Dia membeli beberapa multivitamin dengan ginseng, tetapi lelahnya tidak juga hilang kecuali ketika dia liburan untuk beberapa hari. Tuan Jones telah dirujuk ke ahli saraf di sebuah rumah sakit lokal untuk menjalankan beberapa pemeriksaan dan dokter menuliskannya resep tablet pyridostigmine bromide 60 mg, setengah tablet diminum 4 kali sehari, awalnya ditingkatkan hingga 6 tablet sehari, jika kelemahan otot tidak membaik. Dokter juga meresepkan tablet hyosine butylbromide 10 mg, diminum dua tablet empat kali sehari.
Penyelesaian Kasus:
1.        Subjektif:
a.    Nama               : Tn. Jones
b.    Keluhan           : kelopak matanya kendur dan tangannya sedikit gemetar, kelelahan yang parah pada semua otot-otot akan hilang setelah istirahat.




2.        Assament
Pasien diagnosis Myasthenia Gravis dengan masuk kelompok I Myasthenia Okular, hanya menyerang otot-otot ocular, disertai ptosis (kelemahan otot pada kelopak mata) dan diplopia (pandangan kabur atau menjadi ganda).

3.        Planning
a.     Non Farmakologis
·      Istirahat dan tidur teratur 10 jam sehari untuk memperbaiki kondisi kesehatannya.
·      Menjaga kondisi untuk tidak kelelahan dalam melakukan pekerjaan dan menjaga kondisi untuk tidak stres.
·      Dapat diberikan kacamata khusus yang dilengkapi dengan pengait kelopak mata.

b.    Farmakologis
·      Pyridostigmine bromide 60 mg, setengah tablet diminum 4 kali sehari, di tingkatkan 6 kali sehari bila kelemahan otot tidak membaik.
·      Hiosine butilbromida (Tablet 10 mg) diminum 2 tablet empat kali sehari. Merupakan obat yang kontraindikasi terhadap penyakit miastenia gravis sehingga obat ini digunakan jika pasien mengalami krisis kolinergik yakni adanya peningkatan efek samping dari antikolinesterase. Namun, hiosin butilbromida memiliki absorbsi yang kecil/ buruk sehingga pemilihan yang tepat untuk menghilangkan efek samping dari antikolinesterase adalah Atropin Sulfat 0.6 mg/mL.

c.       Monitoring
·      Monitor efek samping obat
·      Monitor kelopak mata
·      Monitor kadar asetilkolin

d.      Komunikasi, Informasi dan Edukasi
·      Tn.
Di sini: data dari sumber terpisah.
//! Conversion between the user map and the text stored in the backing
//! record's `users` field.
//!
//! The stored form is a compact JSON object of user id to display name, e.g.
//! `{"alice123":"Alice Smith"}`. Keys are emitted in sorted order, so
//! encoding is deterministic and `encode(decode(encode(m))) == encode(m)`.
//!
//! A field that exists but holds the empty string decodes to an empty map.
//! Provisioning always writes `{}`, so that state is logged as unusual rather
//! than rejected. A field that is missing altogether means the record was not
//! provisioned by this registry and is an error.

use crate::{RegistryError, Result as RegistryErrorResult};

use ur_store::Record;

use std::collections::BTreeMap;

use log::{error, warn};

/// Name of the record field holding the encoded registry.
pub const REGISTRY_FIELD: &str = "users";

/// Encoding of a registry with no users.
pub const EMPTY_REGISTRY: &str = "{}";

/// User id to display name.
pub type UserMap = BTreeMap<String, String>;

/// Decodes the registry held in `record`.
///
/// Returns either a complete map or an error, never a partial map.
pub fn decode_registry(record: &Record) -> RegistryErrorResult<UserMap> {
    let Some(raw) = record.field(REGISTRY_FIELD) else {
        error!(
            "Record {} has no `{REGISTRY_FIELD}` field",
            record.location
        );
        return Err(RegistryError::invalid_state(format!(
            "record {} has no `{REGISTRY_FIELD}` field",
            record.location
        )));
    };

    if raw.is_empty() {
        warn!(
            "Registry field `{REGISTRY_FIELD}` in {} is empty",
            record.location
        );
        return Ok(UserMap::new());
    }

    serde_json::from_str::<UserMap>(raw).map_err(|source| {
        error!(
            "Registry in {} is not valid JSON, content: {raw}, err: {source}",
            record.location
        );
        RegistryError::decode(raw, source)
    })
}

/// Encodes `users` in canonical form.
pub fn encode_registry(users: &UserMap) -> RegistryErrorResult<String> {
    serde_json::to_string(users).map_err(|source| {
        error!("Failed to encode registry of {} users: {source}", users.len());
        RegistryError::encode(source)
    })
}
//! Cancellation context threaded through every store call.
//!
//! The context is supplied by whoever drives the operation. Stores race their
//! work against it; nothing in between adds or replaces a deadline.

use crate::{Result as StoreErrorResult, StoreError};

use std::future::Future;
use std::time::Duration;

use tokio::sync::watch;

#[derive(Debug, Clone, Default)]
pub struct CallContext {
    timeout: Option<Duration>,
    cancel_rx: Option<watch::Receiver<bool>>,
}

/// Fires cancellation for every [`CallContext`] cloned from the one it was
/// created with.
#[derive(Debug)]
pub struct CancelHandle {
    cancel_tx: watch::Sender<bool>,
}

impl CancelHandle {
    pub fn cancel(&self) {
        log::debug!("Store call cancellation requested");
        let _ = self.cancel_tx.send(true);
    }
}

impl CallContext {
    /// No deadline, never cancelled.
    pub fn background() -> Self {
        Self::default()
    }

    /// A context plus the handle that cancels it.
    pub fn cancellable() -> (Self, CancelHandle) {
        let (cancel_tx, cancel_rx) = watch::channel(false);
        (
            Self {
                timeout: None,
                cancel_rx: Some(cancel_rx),
            },
            CancelHandle { cancel_tx },
        )
    }

    pub fn with_timeout(mut self, timeout: Duration) -> Self {
        self.timeout = Some(timeout);
        self
    }

    pub fn timeout(&self) -> Option<Duration> {
        self.timeout
    }

    pub fn is_cancelled(&self) -> bool {
        self.cancel_rx.as_ref().is_some_and(|rx| *rx.borrow())
    }

    /// Runs `work` until it completes, the caller cancels, or the timeout
    /// elapses, whichever happens first.
    pub async fn run<T, F>(&self, operation: &'static str, work: F) -> StoreErrorResult<T>
    where
        F: Future<Output = StoreErrorResult<T>>,
    {
        if self.is_cancelled() {
            return Err(StoreError::cancelled(operation));
        }

        let mut cancel_rx = self.cancel_rx.clone();
        let cancelled = async move {
            match cancel_rx.as_mut() {
                Some(rx) => {
                    // A dropped handle can never cancel.
                    if rx.wait_for(|cancelled| *cancelled).await.is_err() {
                        std::future::pending::<()>().await;
                    }
                }
                None => std::future::pending::<()>().await,
            }
        };

        let raced = async {
            tokio::select! {
                result = work => result,
                _ = cancelled => Err(StoreError::cancelled(operation)),
            }
        };

        match self.timeout {
            Some(timeout) => tokio::time::timeout(timeout, raced)
                .await
                .map_err(|_| StoreError::timed_out(operation, timeout))?,
            None => raced.await,
        }
    }
}
use std::panic::Location;
use std::result::Result as StdResult;

use error_location::ErrorLocation;
use thiserror::Error;

#[derive(Error, Debug)]
pub enum CoreError {
    #[error("Validation error: {field}: {message} {location}")]
    Validation {
        field: &'static str,
        message: String,
        location: ErrorLocation,
    },
}

impl CoreError {
    /// Creates Validation error at caller location.
    #[track_caller]
    pub fn validation(field: &'static str, message: impl Into<String>) -> Self {
        Self::Validation {
            field,
            message: message.into(),
            location: ErrorLocation::from(Location::caller()),
        }
    }
}

pub type Result<T> = StdResult<T, CoreError>;
use crate::{DEFAULT_LOG_COLORED, DEFAULT_LOG_LEVEL, LogLevel};

use serde::Deserialize;

#[derive(Debug, Clone, Deserialize)]
#[serde(default)]
pub struct LoggingConfig {
    pub level: LogLevel,
    /// Colored stdout output (ignored when logging to a file)
    pub colored: bool,
    /// Log file path. None = stdout
    pub file: Option<String>,
}

impl Default for LoggingConfig {
    fn default() -> Self {
        Self {
            level: LogLevel(DEFAULT_LOG_LEVEL),
            colored: DEFAULT_LOG_COLORED,
            file: None,
        }
    }
}
use crate::ConfigError;

use std::str::FromStr;

use serde::Deserialize;

/// Which record store backs the registry.
#[derive(Debug, Clone, Copy, PartialEq, Eq, Default, Deserialize)]
#[serde(rename_all = "snake_case")]
pub enum StoreBackend {
    /// Process-local, lost on exit
    #[default]
    Memory,
    /// SQLite file under the config directory
    Sqlite,
}

impl StoreBackend {
    pub fn as_str(&self) -> &'static str {
        match self {
            Self::Memory => "memory",
            Self::Sqlite => "sqlite",
        }
    }
}

impl FromStr for StoreBackend {
    type Err = ConfigError;

    #[track_caller]
    fn from_str(s: &str) -> Result<Self, Self::Err> {
        match s.to_lowercase().as_str() {
            "memory" => Ok(Self::Memory),
            "sqlite" => Ok(Self::Sqlite),
            other => Err(ConfigError::store(format!(
                "store.backend must be 'memory' or 'sqlite', got '{other}'"
            ))),
        }
    }
}

impl std::fmt::Display for StoreBackend {
    fn fmt(&self, f: &mut std::fmt::Formatter<'_>) -> std::fmt::Result {
        write!(f, "{}", self.as_str())
    }
}
pub mod codec;
pub mod error;
pub mod logger;
pub mod open;
pub mod user_registry;

pub use codec::{EMPTY_REGISTRY, REGISTRY_FIELD, UserMap, decode_registry, encode_registry};
pub use error::{RegistryError, Result};
pub use open::{call_context, open};
pub use user_registry::UserRegistry;

pub use ur_core::UserIdentity;
pub use ur_store::{CallContext, CancelHandle, Record, RecordLocation, RecordStore};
Jones disarankan untuk lebih sering istirahat dan tidur teratur 10 jam sehari untuk memperbaiki kondisi kesehatannya.
·      Menjaga kondisi untuk tidak kelelahan dalam melakukan pekerjaan dan menjaga kondisi untuk tidak stres.
·      Jika terjadi efek samping obat segera hubungi dokter.
·      Informasikan kepada pasien seputar ESO yang potensial terjadi.
·      Jangan mengganti sediaan obat ataupun dosis tanpa sepengetahuan dokter.